───── Extracted entries

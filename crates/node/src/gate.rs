use parking_lot::{Condvar, Mutex};
use tracing::trace;

/// Counting admission control for threads entering the enclave.
///
/// Initialized with the number of thread control structures the enclave was
/// built with. [`Gate::acquire`] blocks until a slot is free; the slot is
/// returned when the permit is dropped, on every exit path.
pub struct Gate {
    slots: usize,
    held: Mutex<usize>,
    released: Condvar,
}

/// One held enclave slot
#[must_use = "the slot is released as soon as the permit is dropped"]
pub struct GatePermit<'a> {
    gate: &'a Gate,
}

impl Gate {
    pub fn new(slots: usize) -> Self {
        assert!(slots > 0, "gate needs at least one slot");
        Self {
            slots,
            held: Mutex::new(0),
            released: Condvar::new(),
        }
    }

    /// Block the calling thread until a slot is free and take it
    pub fn acquire(&self) -> GatePermit<'_> {
        let mut held = self.held.lock();
        while *held >= self.slots {
            self.released.wait(&mut held);
        }
        *held += 1;
        trace!(held = *held, "enclave slot acquired");
        GatePermit { gate: self }
    }

    /// Take a slot if one is free right now
    pub fn try_acquire(&self) -> Option<GatePermit<'_>> {
        let mut held = self.held.lock();
        if *held >= self.slots {
            return None;
        }
        *held += 1;
        Some(GatePermit { gate: self })
    }

    /// Total number of slots
    pub fn slots(&self) -> usize {
        self.slots
    }

    /// Number of slots currently held
    pub fn held(&self) -> usize {
        *self.held.lock()
    }
}

impl Drop for GatePermit<'_> {
    fn drop(&mut self) {
        let mut held = self.gate.held.lock();
        *held -= 1;
        self.gate.released.notify_one();
    }
}
use crate::{
    error::{Result, TubelensError},
    types::CaptionEntry,
};

const HEADER_TOKEN: &str = "WEBVTT";

/// Parse a downloaded caption track into timed entries.
///
/// Forward scan over the lines: a line with `-->` sets the pending timing
/// for the text that follows, every other non-blank line (header aside)
/// becomes one entry. Each physical text line is its own entry; the extra
/// lines of a multi-line cue come out with zeroed timing rather than folding
/// into the first entry.
///
/// A timestamp that doesn't read as `H:MM:SS` aborts the whole parse.
pub fn parse_caption_track(raw: &str) -> Result<Vec<CaptionEntry>> {
    let mut entries = Vec::new();
    let mut start = 0.0;
    let mut duration = 0.0;

    for line in raw.lines() {
        if let Some((from, to)) = line.split_once("-->") {
            let begin = parse_cue_timestamp(from)?;
            let end = parse_cue_timestamp(to)?;
            start = begin;
            // a reversed cue keeps its negative duration; callers see the
            // track as-is
            duration = end - begin;
            continue;
        }

        let text = line.trim();
        if text.is_empty() || text == HEADER_TOKEN {
            continue;
        }

        entries.push(CaptionEntry {
            text: text.to_string(),
            start,
            duration,
        });
        start = 0.0;
        duration = 0.0;
    }

    Ok(entries)
}

/// Parse one side of a `H:MM:SS --> H:MM:SS` timing line into seconds.
fn parse_cue_timestamp(raw: &str) -> Result<f64> {
    let token = raw.trim();

    let mut parts = token.split(':');
    let (Some(hours), Some(minutes), Some(seconds), None) =
        (parts.next(), parts.next(), parts.next(), parts.next())
    else {
        return Err(TubelensError::MalformedTimestamp {
            token: token.to_string(),
        });
    };

    let field = |s: &str| -> Result<u64> {
        s.trim()
            .parse()
            .map_err(|_| TubelensError::MalformedTimestamp {
                token: token.to_string(),
            })
    };

    let total = field(hours)? * 3600 + field(minutes)? * 60 + field(seconds)?;
    Ok(total as f64)
}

──────────

## What to work on:
Where does the word "slots" appear in the records above? Return every line that holds it.

## Expected answer:
    slots: usize,
    pub fn new(slots: usize) -> Self {
        assert!(slots > 0, "gate needs at least one slot");
            slots,
        while *held >= self.slots {
        if *held >= self.slots {
    /// Total number of slots
    pub fn slots(&self) -> usize {
        self.slots
    /// Number of slots currently held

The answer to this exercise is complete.